Instructions to follow —
All lines with the word "patients" must be pulled from the entries below.

Data for review —
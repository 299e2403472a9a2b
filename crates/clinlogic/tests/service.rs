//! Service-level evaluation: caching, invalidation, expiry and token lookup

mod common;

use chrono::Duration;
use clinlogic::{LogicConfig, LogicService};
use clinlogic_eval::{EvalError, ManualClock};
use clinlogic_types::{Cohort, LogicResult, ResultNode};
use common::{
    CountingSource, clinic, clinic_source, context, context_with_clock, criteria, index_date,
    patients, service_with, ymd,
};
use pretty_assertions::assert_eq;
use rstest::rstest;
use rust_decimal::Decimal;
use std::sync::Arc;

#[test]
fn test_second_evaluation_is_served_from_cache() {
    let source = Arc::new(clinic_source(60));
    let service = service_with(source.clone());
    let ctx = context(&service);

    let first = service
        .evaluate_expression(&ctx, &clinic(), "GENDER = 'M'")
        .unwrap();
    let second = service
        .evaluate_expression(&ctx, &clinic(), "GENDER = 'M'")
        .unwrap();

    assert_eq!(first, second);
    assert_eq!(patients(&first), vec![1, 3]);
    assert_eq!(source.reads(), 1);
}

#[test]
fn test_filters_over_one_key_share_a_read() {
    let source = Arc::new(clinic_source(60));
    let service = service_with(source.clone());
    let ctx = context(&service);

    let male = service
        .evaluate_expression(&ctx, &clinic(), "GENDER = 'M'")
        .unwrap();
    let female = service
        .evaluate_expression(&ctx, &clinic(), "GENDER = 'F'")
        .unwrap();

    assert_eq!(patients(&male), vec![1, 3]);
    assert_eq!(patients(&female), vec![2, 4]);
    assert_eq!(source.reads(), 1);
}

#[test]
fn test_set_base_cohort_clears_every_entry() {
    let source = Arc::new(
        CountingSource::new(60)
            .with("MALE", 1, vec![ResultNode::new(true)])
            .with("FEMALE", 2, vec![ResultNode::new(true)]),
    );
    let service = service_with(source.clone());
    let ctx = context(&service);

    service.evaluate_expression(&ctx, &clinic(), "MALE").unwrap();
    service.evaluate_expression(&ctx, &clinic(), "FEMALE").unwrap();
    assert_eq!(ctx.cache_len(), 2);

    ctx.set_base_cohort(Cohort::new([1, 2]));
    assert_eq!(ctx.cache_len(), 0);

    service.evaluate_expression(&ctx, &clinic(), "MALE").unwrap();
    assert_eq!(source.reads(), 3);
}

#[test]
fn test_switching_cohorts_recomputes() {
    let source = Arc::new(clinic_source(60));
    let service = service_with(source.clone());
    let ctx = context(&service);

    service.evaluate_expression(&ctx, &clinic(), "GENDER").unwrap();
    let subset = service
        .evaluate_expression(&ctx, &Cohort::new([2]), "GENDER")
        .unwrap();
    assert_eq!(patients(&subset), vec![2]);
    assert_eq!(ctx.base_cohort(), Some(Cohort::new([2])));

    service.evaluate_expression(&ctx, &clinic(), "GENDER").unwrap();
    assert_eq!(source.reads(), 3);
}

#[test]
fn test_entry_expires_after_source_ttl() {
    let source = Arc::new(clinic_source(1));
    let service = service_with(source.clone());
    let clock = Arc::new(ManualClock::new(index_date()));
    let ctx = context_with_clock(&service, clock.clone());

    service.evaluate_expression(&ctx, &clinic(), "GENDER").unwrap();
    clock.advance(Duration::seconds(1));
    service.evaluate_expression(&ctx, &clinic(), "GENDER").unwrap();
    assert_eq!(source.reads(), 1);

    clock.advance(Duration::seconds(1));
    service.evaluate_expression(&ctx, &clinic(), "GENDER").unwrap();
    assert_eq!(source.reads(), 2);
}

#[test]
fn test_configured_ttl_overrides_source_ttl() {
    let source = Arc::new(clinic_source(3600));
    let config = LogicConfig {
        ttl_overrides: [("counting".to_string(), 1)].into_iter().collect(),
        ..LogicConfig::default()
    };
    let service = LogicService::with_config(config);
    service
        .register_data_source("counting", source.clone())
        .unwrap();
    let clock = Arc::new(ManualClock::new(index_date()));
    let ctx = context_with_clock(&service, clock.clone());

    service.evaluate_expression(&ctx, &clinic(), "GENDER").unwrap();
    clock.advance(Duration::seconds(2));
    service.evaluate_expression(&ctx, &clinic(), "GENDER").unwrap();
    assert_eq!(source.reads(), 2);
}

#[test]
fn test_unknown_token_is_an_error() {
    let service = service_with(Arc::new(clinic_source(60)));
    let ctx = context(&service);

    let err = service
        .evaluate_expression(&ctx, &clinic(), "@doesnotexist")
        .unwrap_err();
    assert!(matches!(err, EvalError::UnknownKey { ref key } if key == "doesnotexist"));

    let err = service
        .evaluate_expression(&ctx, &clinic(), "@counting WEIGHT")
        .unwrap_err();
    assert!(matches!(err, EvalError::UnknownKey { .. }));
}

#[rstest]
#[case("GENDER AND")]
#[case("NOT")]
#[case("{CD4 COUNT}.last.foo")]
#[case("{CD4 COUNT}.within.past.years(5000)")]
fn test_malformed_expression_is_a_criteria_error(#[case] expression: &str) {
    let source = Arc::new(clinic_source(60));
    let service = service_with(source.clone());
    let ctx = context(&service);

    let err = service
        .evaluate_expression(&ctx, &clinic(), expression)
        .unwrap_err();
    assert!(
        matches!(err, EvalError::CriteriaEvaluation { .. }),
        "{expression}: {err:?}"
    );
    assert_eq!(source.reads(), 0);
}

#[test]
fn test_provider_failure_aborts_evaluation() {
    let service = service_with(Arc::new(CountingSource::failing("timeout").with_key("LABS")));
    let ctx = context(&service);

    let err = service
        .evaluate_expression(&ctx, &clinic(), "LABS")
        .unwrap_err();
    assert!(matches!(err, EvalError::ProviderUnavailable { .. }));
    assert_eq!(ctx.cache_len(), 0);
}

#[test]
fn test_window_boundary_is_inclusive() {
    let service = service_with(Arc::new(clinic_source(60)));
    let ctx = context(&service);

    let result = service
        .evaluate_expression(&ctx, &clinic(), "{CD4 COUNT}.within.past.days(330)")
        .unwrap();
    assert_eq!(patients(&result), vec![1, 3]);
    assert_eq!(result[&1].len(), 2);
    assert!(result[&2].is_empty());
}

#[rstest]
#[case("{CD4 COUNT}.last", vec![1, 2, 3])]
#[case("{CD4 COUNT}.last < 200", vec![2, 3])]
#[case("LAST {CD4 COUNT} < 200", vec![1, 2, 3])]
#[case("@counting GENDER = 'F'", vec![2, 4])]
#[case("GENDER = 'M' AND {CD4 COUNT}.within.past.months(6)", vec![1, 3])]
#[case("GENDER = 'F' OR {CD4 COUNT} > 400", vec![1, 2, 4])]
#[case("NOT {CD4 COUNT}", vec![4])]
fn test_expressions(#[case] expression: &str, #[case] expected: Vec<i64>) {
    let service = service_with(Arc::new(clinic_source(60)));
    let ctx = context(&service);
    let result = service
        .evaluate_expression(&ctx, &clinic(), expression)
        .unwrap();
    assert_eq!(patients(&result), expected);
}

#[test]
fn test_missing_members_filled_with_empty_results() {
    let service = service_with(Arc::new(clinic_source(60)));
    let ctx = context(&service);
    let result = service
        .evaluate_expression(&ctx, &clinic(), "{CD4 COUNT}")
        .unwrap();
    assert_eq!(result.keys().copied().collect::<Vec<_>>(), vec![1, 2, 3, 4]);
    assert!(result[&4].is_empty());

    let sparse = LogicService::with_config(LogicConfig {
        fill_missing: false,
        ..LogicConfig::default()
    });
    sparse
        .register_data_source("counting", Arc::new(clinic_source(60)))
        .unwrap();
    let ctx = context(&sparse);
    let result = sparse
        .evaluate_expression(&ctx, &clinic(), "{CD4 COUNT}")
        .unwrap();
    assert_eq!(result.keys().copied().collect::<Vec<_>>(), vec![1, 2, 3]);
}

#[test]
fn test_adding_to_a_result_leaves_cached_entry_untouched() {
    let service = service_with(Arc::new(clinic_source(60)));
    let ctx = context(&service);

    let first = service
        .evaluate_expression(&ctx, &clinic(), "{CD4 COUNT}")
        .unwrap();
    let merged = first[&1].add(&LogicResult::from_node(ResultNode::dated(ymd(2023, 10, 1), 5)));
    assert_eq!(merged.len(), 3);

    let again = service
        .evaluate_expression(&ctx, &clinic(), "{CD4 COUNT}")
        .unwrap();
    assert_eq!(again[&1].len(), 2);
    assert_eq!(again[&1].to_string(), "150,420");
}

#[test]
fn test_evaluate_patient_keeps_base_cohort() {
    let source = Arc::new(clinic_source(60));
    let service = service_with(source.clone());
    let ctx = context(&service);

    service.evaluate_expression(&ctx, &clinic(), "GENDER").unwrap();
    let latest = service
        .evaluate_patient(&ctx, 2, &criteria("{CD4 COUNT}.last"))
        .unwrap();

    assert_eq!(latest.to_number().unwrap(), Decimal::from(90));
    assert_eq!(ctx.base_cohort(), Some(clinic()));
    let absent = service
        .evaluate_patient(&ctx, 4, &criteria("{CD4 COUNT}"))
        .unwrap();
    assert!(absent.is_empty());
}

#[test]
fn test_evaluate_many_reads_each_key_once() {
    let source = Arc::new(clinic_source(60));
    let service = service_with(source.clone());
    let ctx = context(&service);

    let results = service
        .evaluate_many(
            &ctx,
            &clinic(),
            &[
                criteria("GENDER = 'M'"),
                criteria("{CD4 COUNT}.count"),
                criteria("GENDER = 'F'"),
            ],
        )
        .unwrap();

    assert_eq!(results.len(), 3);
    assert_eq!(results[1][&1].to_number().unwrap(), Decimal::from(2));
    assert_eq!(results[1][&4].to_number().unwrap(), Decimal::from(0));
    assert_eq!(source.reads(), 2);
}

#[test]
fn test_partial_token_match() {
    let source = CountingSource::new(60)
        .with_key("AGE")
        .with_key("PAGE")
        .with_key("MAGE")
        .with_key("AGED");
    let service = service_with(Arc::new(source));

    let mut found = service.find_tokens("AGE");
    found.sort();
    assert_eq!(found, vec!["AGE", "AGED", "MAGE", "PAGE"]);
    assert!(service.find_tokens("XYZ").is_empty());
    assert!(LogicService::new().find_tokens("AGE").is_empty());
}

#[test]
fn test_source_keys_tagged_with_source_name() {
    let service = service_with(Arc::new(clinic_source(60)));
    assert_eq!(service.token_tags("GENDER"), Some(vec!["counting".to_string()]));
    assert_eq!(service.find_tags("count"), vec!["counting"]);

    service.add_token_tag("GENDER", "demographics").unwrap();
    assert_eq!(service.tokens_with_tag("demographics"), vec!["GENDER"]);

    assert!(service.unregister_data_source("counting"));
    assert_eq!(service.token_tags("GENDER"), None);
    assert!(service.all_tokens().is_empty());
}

Output for this task —
    patients, service_with, ymd,
    assert_eq!(patients(&first), vec![1, 3]);
    assert_eq!(patients(&male), vec![1, 3]);
    assert_eq!(patients(&female), vec![2, 4]);
    assert_eq!(patients(&subset), vec![2]);
    assert_eq!(patients(&result), vec![1, 3]);
    assert_eq!(patients(&result), expected);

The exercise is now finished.